//! Startup configuration, `serde`+`toml` backed, one struct per subsystem,
//! validated at load time.

mod world;

pub use world::{ConfigError, WorldConfig};
//! Role-specific tracking
//!
//! Anchors track other anchors and navigators and decide when a
//! measurement campaign runs. Navigators track anchors and guide the user
//! towards the primary one. The [`Coordinator`] task ties both to the
//! transport, the ranging capability and the distance error tracker.

pub mod anchor;
pub mod coordinator;
pub mod events;
pub mod navigator;
pub mod peers;

pub use anchor::{AnchorTracker, CampaignChange};
pub use coordinator::{Coordinator, CoordinatorCommand, CoordinatorError, CoordinatorHandle, LinkEvent};
pub use events::TrackingEvent;
pub use navigator::{NavigatorTracker, VisualizationState, VisualizationUpdate};
pub use peers::PeerCollection;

**WHAT THIS TASK INVOLVES:**
Reproduce exactly the lines from the beginning of the entries above up to and including the line that contains "pub mod events;".

**TASK OUTPUT:**
//! Startup configuration, `serde`+`toml` backed, one struct per subsystem,
//! validated at load time.

mod world;

pub use world::{ConfigError, WorldConfig};
//! Role-specific tracking
//!
//! Anchors track other anchors and navigators and decide when a
//! measurement campaign runs. Navigators track anchors and guide the user
//! towards the primary one. The [`Coordinator`] task ties both to the
//! transport, the ranging capability and the distance error tracker.

pub mod anchor;
pub mod coordinator;
pub mod events;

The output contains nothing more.